267.根据权利要求264-266中的任何一项所述的宿主细胞，其特征在于，所述重组纤维糊精转运蛋白包括一个或更多个突变。

268.根据权利要求267所述的宿主细胞，其特征在于，所述一个或更多个突变为氨基酸替换。

269.根据权利要求264-268中的任何一项所述的宿主细胞，其特征在于，所述重组纤维糊精转运蛋白在与SEQ ID NO:9(CDT-1)的氨基酸序列的位置对应的一个或更多个位置包括氨基酸替换，其中所述一个或更多个氨基酸替换是在选自如下位置：与SEQ ID NO:9的氨基酸91对应的位置，与SEQ ID NO:9的氨基酸104对应的位置，与SEQ ID NO:9的氨基酸170对应的位置，与SEQ ID NO:9的氨基酸174对应的位置，与SEQ ID NO:9的氨基酸194对应的位置，与SEQ ID NO:9的氨基酸213对应的位置，与SEQ ID NO:9的氨基酸335对应的位置，及其组合。

270.根据权利要求264-268中的任何一项所述的宿主细胞，其特征在于，所述重组纤维糊精转运蛋白在与SEQ ID NO:9(CDT-1)的氨基酸序列的位置对应的一个或更多个位置包括氨基酸替换，其中所述一个或更多个氨基酸替换选自：在与SEQ ID NO:9的氨基酸91对应的位置，甘氨酸(G)替换为丙氨酸(A)；在与SEQ ID NO:9的氨基酸104对应的位置，谷氨酰胺(Q)替换为丙氨酸(A)；在与SEQ ID NO:9的氨基酸170对应的位置，苯丙氨酸(F)替换为丙氨酸(A)；在与SEQ ID NO:9的氨基酸174对应的位置，精氨酸(R)替换为丙氨酸(A)；在与SEQ ID NO:9的氨基酸194对应的位置，谷氨酸(E)替换为丙氨酸(A)；在与SEQ ID NO:9的氨基酸213对应的位置，苯丙氨酸(F)替换为赖氨酸(L)；在与SEQ ID NO:9的氨基酸335对应的位置，苯丙氨酸(F)替换为丙氨酸(A)，及其组合。

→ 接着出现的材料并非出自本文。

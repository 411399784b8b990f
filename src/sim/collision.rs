//! Collision detection and response on the integer grid
//!
//! The ball advances exactly one column per tick and paddle faces are single
//! columns, so every check here is an exact equality on `x` plus a strict
//! range test on `y`. A faster ball would need interval overlap tests instead.

use super::state::{Paddle, PaddleMotion, Side, Wall};

/// Strictly inside the paddle's vertical span; the end rows do not count
#[inline]
fn within_face(y: i32, paddle: &Paddle) -> bool {
    paddle.y < y && y < paddle.y + paddle.height
}

/// Ball sits on the left paddle's contact column, level with its face
pub fn hits_left_paddle(x: i32, y: i32, paddle: &Paddle) -> bool {
    x == paddle.x + paddle.width && within_face(y, paddle)
}

/// Ball sits on the right paddle's contact column, level with its face
pub fn hits_right_paddle(x: i32, y: i32, paddle: &Paddle) -> bool {
    x == paddle.x - paddle.width && within_face(y, paddle)
}

/// Computes whether the ball has left the playfield horizontally.
/// * If so, returns the [`Side`] it left through.
/// * If not, returns [`None`].
pub fn exit_side(x: i32, right_exit: i32) -> Option<Side> {
    if x <= 0 {
        Some(Side::Left)
    } else if x >= right_exit {
        Some(Side::Right)
    } else {
        None
    }
}

/// Wall the ball is exactly touching, if any
pub fn wall_contact(y: i32, bottom: i32) -> Option<Wall> {
    if y == 0 {
        Some(Wall::Top)
    } else if y == bottom {
        Some(Wall::Bottom)
    } else {
        None
    }
}

/// Nudge the vertical step by one in the direction given by the paddle's
/// last motion, never past ±1
pub fn apply_english(y_offset: i32, motion: PaddleMotion) -> i32 {
    match motion {
        PaddleMotion::Up if y_offset < 1 => y_offset + 1,
        PaddleMotion::Down if y_offset > -1 => y_offset - 1,
        _ => y_offset,
    }
}

#[cfg(test)]
mod tests {
    use super::*;
    use crate::sim::state::Playfield;

    fn paddle(x: i32, y: i32) -> Paddle {
        Paddle::new(5, 30, x, y, Playfield::new(160, 128))
    }

    #[test]
    fn test_left_contact_column() {
        let left = paddle(1, 0);
        assert!(hits_left_paddle(6, 15, &left));
        assert!(!hits_left_paddle(5, 15, &left));
        assert!(!hits_left_paddle(7, 15, &left));
    }

    #[test]
    fn test_right_contact_column() {
        let right = paddle(154, 92);
        assert!(hits_right_paddle(149, 100, &right));
        assert!(!hits_right_paddle(150, 100, &right));
    }

    #[test]
    fn test_face_is_exclusive_at_both_ends() {
        let left = paddle(1, 30);
        assert!(!hits_left_paddle(6, 30, &left));
        assert!(hits_left_paddle(6, 31, &left));
        assert!(hits_left_paddle(6, 59, &left));
        assert!(!hits_left_paddle(6, 60, &left));
    }

    #[test]
    fn test_exit_side() {
        assert_eq!(exit_side(0, 157), Some(Side::Left));
        assert_eq!(exit_side(-1, 157), Some(Side::Left));
        assert_eq!(exit_side(1, 157), None);
        assert_eq!(exit_side(156, 157), None);
        assert_eq!(exit_side(157, 157), Some(Side::Right));
    }

    #[test]
    fn test_wall_contact_is_exact() {
        assert_eq!(wall_contact(0, 120), Some(Wall::Top));
        assert_eq!(wall_contact(120, 120), Some(Wall::Bottom));
        assert_eq!(wall_contact(1, 120), None);
        assert_eq!(wall_contact(119, 120), None);
    }

    #[test]
    fn test_english_is_capped() {
        assert_eq!(apply_english(-1, PaddleMotion::Up), 0);
        assert_eq!(apply_english(0, PaddleMotion::Up), 1);
        assert_eq!(apply_english(1, PaddleMotion::Up), 1);
        assert_eq!(apply_english(1, PaddleMotion::Down), 0);
        assert_eq!(apply_english(0, PaddleMotion::Down), -1);
        assert_eq!(apply_english(-1, PaddleMotion::Down), -1);
        for offset in -1..=1 {
            assert_eq!(apply_english(offset, PaddleMotion::Still), offset);
        }
    }
}
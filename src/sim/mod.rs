//! Deterministic simulation module
//!
//! All gameplay logic lives here. This module must be pure and deterministic:
//! - Integer positions, one unit of motion per tick
//! - Paddles update before the ball every tick
//! - No rendering, timing or platform dependencies

pub mod collision;
pub mod state;
pub mod tick;

pub use state::{Ball, GameEvent, GameState, Paddle, PaddleMotion, Playfield, Side, Wall};
pub use tick::{TickInput, autopilot_input, tick};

271.根据权利要求235-270中的任何一项所述的宿主细胞，其特征在于，具有β-葡萄糖苷酶活性的所述重组多肽包括选自

272.根据权利要求271所述的宿主细胞，其特征在于，具有β-葡萄糖苷酶活性的所述重组多肽包括与NCU00130的氨基酸序列至少29%、至少30%、至少35%、至少40%、至少45%、至少50%、至少55%、至少60%、至少65%、至少70%、至少75%、至少80%、至少85%、至少90%、至少95%、至少99%、或至少100%的氨基酸一致的氨基酸序列。

273.根据权利要求151-272中的任何一项所述的宿主细胞，其特征在于，所述宿主细胞进一步包括一种或更多种葡萄糖应答基因，其中，与该蛋白质的野生型激活水平相比，由至少一种葡萄糖应答基因编码的蛋白质的激活水平是变化的。

274.根据权利要求273所述的宿主细胞，其特征在于，所述一种或更多种葡萄糖应答基因选自Snf3、Rgt1、Rgt2、Yck1/2、Std1、Mth1、Snf1/4,Grr1、Gpr1、Gpa2、Ras2、Stb3、Hxk2、Pfk27、Pfk26、Sch9、Yak1、Mig1、Rim15、Kcs1和Tps1。

275.根据权利要求273或274所述的宿主细胞，其特征在于，由所述一种或更多种葡萄糖应答基因编码的一种或更多种蛋白的激活水平与其野生型激活水平相比，是提高的。

276.根据权利要求273或274所述的宿主细胞，其特征在于，由该一种或更多种葡萄糖应答基因编码的一种或更多种蛋白的激活水平所述与其野生型激活水平相比，是下降的。

277.根据权利要求151-276中的任何一项所述的宿主细胞，其特征在于，所述宿主细胞为真菌细胞。

278.根据权利要求151-277中的任何一项所述的宿主细胞，其特征在于，所述宿主细胞为酵母细胞。

279.根据权利要求278所述的宿主细胞，其特征在于，所述酵母细胞为酿酒酵母。